Might be some help here http://zknives.com/knives/articles/knifesteelfaq.shtml

I usually find what I need on this site somewhere. good to have info at any rate.

I have to take anything I need hardness tested to a machine shop.. took me a few tries before I found somebody that had a tester and didn't just whip out a set of files .. files work but not on my knives please. So I always ask How they test, and given steel used in knives can, as I am sure you know, have different hardness's and hardness is as important as the steel when sharpening.

found this 



 MOVA 58 stainless HRC 56-58


----------



## jnrdesertrats (Jul 3, 2010)

I don't know much about blades but Merry Christmas that looks like a nice e knife.


----------



## CrackbottomLouis (May 20, 2012)

It is actually. I didn't come near as sharp as the one in the posted video though. I put a proper edge on it I just am not too impressed the angle of the grind.


----------



## readytogo (Apr 6, 2013)

AN-58 Steel is a proprietary steel used by the Spanish knife manufacturer Miguel Nieto.S.L. located in Albacete, Spain. Good Knife .


----------



## AmmoSgt (Apr 13, 2014)

CBL KnifeFAQ suggested it is close enough to 440A to take a 15-16 degree edge.. it's probably close to 20 degree from the factory depends on how rough you want to use it 15 degrees is going to nick lot easier but it will be sharper.


----------



## CrackbottomLouis (May 20, 2012)

Well, I don't want the blade to knick so maybe I'll just keep it at the current angle.


----------



## mosquitomountainman (Jan 25, 2010)

Files work okay for taking metal off in a hurry and work great for the old sharpen-yourself broadheads like the Bear Razorhead or Zwicky broadheads but most knives are too hard for good file work. I've found the diamond sharpeners (flat type that look like a whet stone) good for taking off metal in a hurry. Use the coarse side for fast removal and fine side to finish the edge. I still like a good, fine Arkansas stone to put a decent edge on one. My complaint with "bushcraft" knives is that they tend to be more of a cross between a machete/hatchet than knife like ... meaning they have thick blades and are designed to hold up against chopping and being pounded through wood for splitting, etc. They're great if that's what you want. I have a couple but I prefer to carry a hawk or hatchet and a thinner bladed knife with a good edge to it. IME a tool that's designed to do everything does nothing really good.


----------



## CrackbottomLouis (May 20, 2012)

mosquitomountainman said:


> Files work okay for taking metal off in a hurry and work great for the old sharpen-yourself broadheads like the Bear Razorhead or Zwicky broadheads but most knives are too hard for good file work. I've found the diamond sharpeners (flat type that look like a whet stone) good for taking off metal in a hurry. Use the coarse side for fast removal and fine side to finish the edge. I still like a good, fine Arkansas stone to put a decent edge on one. My complaint with "bushcraft" knives is that they tend to be more of a cross between a machete/hatchet than knife like ... meaning they have thick blades and are designed to hold up against chopping and being pounded through wood for splitting, etc. They're great if that's what you want. I have a couple but I prefer to carry a hawk or hatchet and a thinner bladed knife with a good edge to it. IME a tool that's designed to do everything does nothing really good.
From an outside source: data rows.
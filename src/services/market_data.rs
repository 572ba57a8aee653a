//! Market data source boundary
//!
//! The engine only requires a seed batch of historical candles and a stream
//! of subsequent ticks per symbol; whether those arrive from a websocket,
//! polling, or a simulation is the source's concern.

use crate::models::candle::{Candle, PriceTick};
use async_trait::async_trait;
use chrono::{Duration as ChronoDuration, Utc};
use futures_util::stream::{self, BoxStream};
use std::time::Duration;

#[async_trait]
pub trait TickSource: Send + Sync {
    /// Historical candles for warm-up, oldest first, at most `limit`.
    async fn seed_candles(
        &self,
        symbol: &str,
        limit: usize,
    ) -> Result<Vec<Candle>, Box<dyn std::error::Error + Send + Sync>>;

    /// Live tick stream for a symbol. The stream is expected to outlive the
    /// subscription; dropping the returned stream cancels it.
    async fn subscribe(
        &self,
        symbol: &str,
    ) -> Result<BoxStream<'static, PriceTick>, Box<dyn std::error::Error + Send + Sync>>;
}

/// Deterministic stand-in for an exchange feed: a bounded pseudo-random
/// walk seeded per symbol, so runs are reproducible without network access.
pub struct SimulatedTickSource {
    base_price: f64,
    tick_interval: Duration,
}

impl SimulatedTickSource {
    pub fn new(base_price: f64, tick_interval: Duration) -> Self {
        Self {
            base_price,
            tick_interval,
        }
    }

    fn seed_for(symbol: &str) -> u64 {
        // FNV-1a over the symbol name keeps walks distinct per symbol
        let mut hash: u64 = 0xcbf2_9ce4_8422_2325;
        for byte in symbol.bytes() {
            hash ^= byte as u64;
            hash = hash.wrapping_mul(0x0000_0100_0000_01b3);
        }
        hash
    }
}

impl Default for SimulatedTickSource {
    fn default() -> Self {
        Self::new(45_000.0, Duration::from_secs(1))
    }
}

/// Linear congruential step; cheap and deterministic.
fn lcg_next(state: &mut u64) -> u64 {
    *state = state
        .wrapping_mul(6364136223846793005)
        .wrapping_add(1442695040888963407);
    *state
}

/// Price step in roughly ±0.25% of the current price.
fn next_price(state: &mut u64, price: f64) -> f64 {
    let unit = (lcg_next(state) >> 11) as f64 / (1u64 << 53) as f64;
    let step = (unit - 0.5) * 0.005;
    (price * (1.0 + step)).max(f64::MIN_POSITIVE)
}

#[async_trait]
impl TickSource for SimulatedTickSource {
    async fn seed_candles(
        &self,
        symbol: &str,
        limit: usize,
    ) -> Result<Vec<Candle>, Box<dyn std::error::Error + Send + Sync>> {
        let mut state = Self::seed_for(symbol);
        let mut price = self.base_price;
        let now = Utc::now();

        let mut candles = Vec::with_capacity(limit);
        for i in 0..limit {
            price = next_price(&mut state, price);
            let age = (limit - i) as i64;
            candles.push(Candle::new(
                price,
                price * 1.001,
                price * 0.999,
                now - ChronoDuration::seconds(age),
            ));
        }
        Ok(candles)
    }

    async fn subscribe(
        &self,
        symbol: &str,
    ) -> Result<BoxStream<'static, PriceTick>, Box<dyn std::error::Error + Send + Sync>> {
        // continue the walk past a default-sized seed batch
        let mut state = Self::seed_for(symbol);
        let mut price = self.base_price;
        for _ in 0..crate::market::history::DEFAULT_CAPACITY {
            price = next_price(&mut state, price);
        }

        let symbol = symbol.to_string();
        let interval = self.tick_interval;
        let stream = stream::unfold(
            (state, price, symbol),
            move |(mut state, price, symbol)| async move {
                tokio::time::sleep(interval).await;
                let price = next_price(&mut state, price);
                let tick = PriceTick {
                    symbol: symbol.clone(),
                    price,
                    high: None,
                    low: None,
                    timestamp: Utc::now(),
                };
                Some((tick, (state, price, symbol)))
            },
        );
        Ok(Box::pin(stream))
    }
}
I have a good camp axe, saw and I carry a leatherman surge that is my smaller knife. I like being a little tool heavy.


----------



## headhunter (Nov 21, 2008)

I really quite agree with most of what MMM had to say. Some of the sharpest knives I've known belong to fellow woodcarvers. Many use a belt sander with a really fine grit and finish up with a cloth wheel on a grinder. Fantastically sharp these edges are too susceptible to harm for a woods runner. A 8"X2 " diamond hone dual sided hone gets a knife as sharp as need be for most work. If you want an edge -jus' maybe cause you're going' ta town and that guy from the next town will be there with his "Custom" knives and you know he'll ask if you' carrying a knife and he wants to compare it to his "custom" knives by slicing some thick leather or a daughter's friend is selling "cut-co knives" and they want to challenge your sharpest knife: sit fur a spell with a leather strop and give it 3 or 4 minutes(it might be a sheath edge for a fix bladed knife or your own belt) It is amazing what you can do with a Cold Steel , Buck, Uncle Henry knife. It does take a little practice but my 10 yr. old grand daughter sharpens her own machete.


----------



## headhunter (Nov 21, 2008)

AmmoSgt said:


> Might be some help here http://zknives.com/knives/articles/knifesteelfaq.shtml
> 
> I usually find what I need on this site somewhere. good to have info at any rate.
> 
> ...


it is a pretty knife and I think you'll like the "drop point" shape. It appears to be quite sturdy. To actually "see" the angle of the grind edge. Lay the knife on a cutting board and lift the knife so the "edge " put on the grind is flat on the board, this should show you if you want to change this important angle. Have fun!


----------



## tmttactical (Nov 23, 2015)

headhunter said:


> I really quite agree with most of what MMM had to say. Some of the sharpest knives I've known belong to fellow woodcarvers. Many use a belt sander with a really fine grit and finish up with a cloth wheel on a grinder. Fantastically sharp these edges are too susceptible to harm for a woods runner. A 8"X2 " diamond hone dual sided hone gets a knife as sharp as need be for most work. If you want an edge -jus' maybe cause you're going' ta town and that guy from the next town will be there with his "Custom" knives and you know he'll ask if you' carrying a knife and he wants to compare it to his "custom" knives by slicing some thick leather or a daughter's friend is selling "cut-co knives" and they want to challenge your sharpest knife: sit fur a spell with a leather strop and give it 3 or 4 minutes(it might be a sheath edge for a fix bladed knife or your own belt) It is amazing what you can do with a Cold Steel , Buck, Uncle Henry knife. It does take a little practice but my 10 yr. old grand daughter sharpens her own machete.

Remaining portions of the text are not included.